L'évolution récente de la notion de chômeur
L'interrogation est d'autant plus justifiée que la définition même du chômeur s'est modifiée. La catégorie statistique apparaît en 1896 pour la première fois en France. Dans les années 1930, la qualité de chômeur était réservée aux hommes adultes, ayant involontairement perdu un emploi de salarié dans une entreprise. Pendant longtemps, la notion de « chômeur » n'avait pas été séparée de celles de retraité, de malade, d'élève ou de pauvre. Le chômeur restait un assisté, il n'était pas indemnisé, mais secouru. Ce n'est pas un hasard si, depuis la fin de la Seconde Guerre mondiale, on propose régulièrement des inclusions ou des exclusions qui aboutissent à de nouvelles définitions du concept, si l'on définit successivement la population sans emploi à la recherche d'un emploi (P.S.E.R.E.) au sens du Bureau international du travail (B.I.T.), les demandeurs d'emploi en fin de mois (D.E.F.M.) au sens de l'Agence nationale pour l'emploi (A.N.P.E.), en données brutes, en données corrigées des variations saisonnières, etc. Les querelles sur ces définitions et, en conséquence, sur le nombre des chômeurs ne s'expliquent pas seulement par le désir de tout gouvernement de minimiser ce nombre et par celui de l'opposition de le gonfler. Elles sont liées au fait que la définition même du chômage est administrative, que le taux de chômage est un instrument de la vie sociale et non de la connaissance scientifique et, plus généralement, que la définition même du chômage est le reflet de la conception que la société se fait à un moment donné du travail, de l'emploi et du non-emploi.
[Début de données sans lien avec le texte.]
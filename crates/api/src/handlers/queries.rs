use axum::extract::{Path, State};
use axum::response::IntoResponse;
use axum::Json;

use crate::error::AppResult;
use crate::response::DataResponse;
use crate::state::AppState;

/// GET /api/v1/sessions/active
pub async fn active_sessions(State(state): State<AppState>) -> AppResult<impl IntoResponse> {
    let sessions = state.sessions.active_sessions().await?;

    Ok(Json(DataResponse { data: sessions }))
}

/// GET /api/v1/users/{user_name}/info
///
/// Remaining minutes and worked totals. Requires an active session.
pub async fn user_info(
    State(state): State<AppState>,
    Path(user_name): Path<String>,
) -> AppResult<impl IntoResponse> {
    let info = state.sessions.user_info(&user_name).await?;

    Ok(Json(DataResponse { data: info }))
}
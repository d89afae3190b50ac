use axum::extract::State;
use axum::http::StatusCode;
use axum::response::IntoResponse;
use axum::{routing::get, Json, Router};
use serde::Serialize;

use crate::state::AppState;

/// Health check response payload.
#[derive(Serialize)]
pub struct HealthResponse {
    pub status: &'static str,
    /// Crate version from Cargo.toml.
    pub version: &'static str,
    pub db_healthy: bool,
    /// Connected event subscribers.
    pub subscribers: usize,
}

/// GET /health -- returns service and storage health.
///
/// Responds 503 when the store is unreachable.
async fn health_check(State(state): State<AppState>) -> impl IntoResponse {
    let db_healthy = match state.sessions.ping().await {
        Ok(()) => true,
        Err(e) => {
            tracing::warn!(error = %e, "Health check: store unreachable");
            false
        }
    };

    let (code, status) = if db_healthy {
        (StatusCode::OK, "ok")
    } else {
        (StatusCode::SERVICE_UNAVAILABLE, "degraded")
    };

    (
        code,
        Json(HealthResponse {
            status,
            version: env!("CARGO_PKG_VERSION"),
            db_healthy,
            subscribers: state.hub.subscriber_count(),
        }),
    )
}

/// Mount health check routes (intended for root-level, NOT under `/api/v1`).
pub fn router() -> Router<AppState> {
    Router::new().route("/health", get(health_check))
}
//! WebSocket endpoint that streams session lifecycle events.
//!
//! Each connection is one [`worktrack_events::Subscription`] on the event
//! hub. Events are forwarded as JSON text frames, a Ping is sent every
//! [`HEARTBEAT_INTERVAL_SECS`] seconds, and a Close frame follows when the
//! hub evicts the subscriber or shuts down.

mod handler;

pub use handler::{ws_handler, HEARTBEAT_INTERVAL_SECS};
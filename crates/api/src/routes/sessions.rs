use axum::routing::get;
use axum::Router;

use crate::handlers::queries;
use crate::state::AppState;

/// Read-side routes.
///
/// ```text
/// GET /sessions/active             -> active_sessions
/// GET /users/{user_name}/info      -> user_info
/// ```
pub fn router() -> Router<AppState> {
    Router::new()
        .route("/sessions/active", get(queries::active_sessions))
        .route("/users/{user_name}/info", get(queries::user_info))
}
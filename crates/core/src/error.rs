use crate::store::StoreError;
use crate::types::DbId;

/// Errors surfaced by the session lifecycle coordinators.
///
/// Each variant maps to exactly one stable outcome at the presentation
/// layer (absence, conflict, bad input, retryable outage).
#[derive(Debug, thiserror::Error)]
pub enum CoreError {
    #[error("User not found: {0}")]
    UserNotFound(String),

    #[error("No active session found for user {user_id}")]
    SessionNotFound { user_id: DbId },

    #[error("User {0} already has an active session")]
    UserAlreadyInSession(String),

    #[error("Session {0} is already completed")]
    SessionAlreadyCompleted(DbId),

    #[error("Invalid duration: must be positive")]
    InvalidDuration,

    #[error("Invalid extension: {minutes} minutes is outside {min}..={max}")]
    InvalidExtension { minutes: i64, min: i64, max: i64 },

    #[error("Validation failed: {0}")]
    Validation(String),

    /// Transient; the caller may retry the whole command.
    #[error("Storage unavailable: {0}")]
    StorageUnavailable(String),

    /// Unique-constraint race that survived the coordinator's own retry.
    #[error("Storage conflict: {0}")]
    StorageConflict(String),
}

impl From<StoreError> for CoreError {
    fn from(err: StoreError) -> Self {
        match err {
            StoreError::UniqueViolation { constraint } => CoreError::StorageConflict(constraint),
            StoreError::Unavailable(msg) => CoreError::StorageUnavailable(msg),
        }
    }
}

impl CoreError {
    /// Whether retrying the whole command may succeed.
    pub fn is_retryable(&self) -> bool {
        matches!(self, CoreError::StorageUnavailable(_))
    }
}

#[cfg(test)]
mod tests {
    use assert_matches::assert_matches;

    use super::*;

    #[test]
    fn unique_violation_becomes_storage_conflict() {
        let err: CoreError = StoreError::UniqueViolation {
            constraint: "uq_users_name".into(),
        }
        .into();
        assert_matches!(err, CoreError::StorageConflict(c) if c == "uq_users_name");
    }

    #[test]
    fn only_storage_outages_are_retryable() {
        assert!(CoreError::StorageUnavailable("timeout".into()).is_retryable());
        assert!(!CoreError::UserAlreadyInSession("alice".into()).is_retryable());
        assert!(!CoreError::StorageConflict("uq".into()).is_retryable());
    }
}
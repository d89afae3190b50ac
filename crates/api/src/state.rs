use std::sync::Arc;

use worktrack_events::EventHub;
use worktrack_lifecycle::SessionService;

use crate::config::ServerConfig;

/// Shared application state available to all Axum handlers via `State<AppState>`.
#[derive(Clone)]
pub struct AppState {
    pub config: Arc<ServerConfig>,
    /// Session commands, queries and expiration timers.
    pub sessions: Arc<SessionService>,
    /// Fan-out of lifecycle events to WebSocket subscribers.
    pub hub: Arc<EventHub>,
}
Le même concept désigne aujourd'hui des populations qui connaissent la même situation administrative, mais dont la condition sociale reste très différente. Le taux de chômage des ouvriers (12,5 p. 100 en 2005) et des employés (10,3 p. 100) reste supérieur à celui des cadres (4,9 p. 100) et des professions intermédiaires (5,5 p. 100), en sorte que la population des chômeurs comprend toujours une majorité d'ouvriers et d'employés. Toutes les enquêtes révèlent l'extrême variété des situations vécues à l'occasion du chômage en fonction des caractéristiques objectives des individus (âge, sexe, situation familiale, activité professionnelle, niveau culturel) et de la trajectoire sociale qui a précédé l'entrée dans le chômage. Non seulement les conditions proprement économiques (parfois simplement désagréables, parfois tragiques) sont très différentes selon les catégories, mais l'épreuve que constitue le chômage prend des formes[...]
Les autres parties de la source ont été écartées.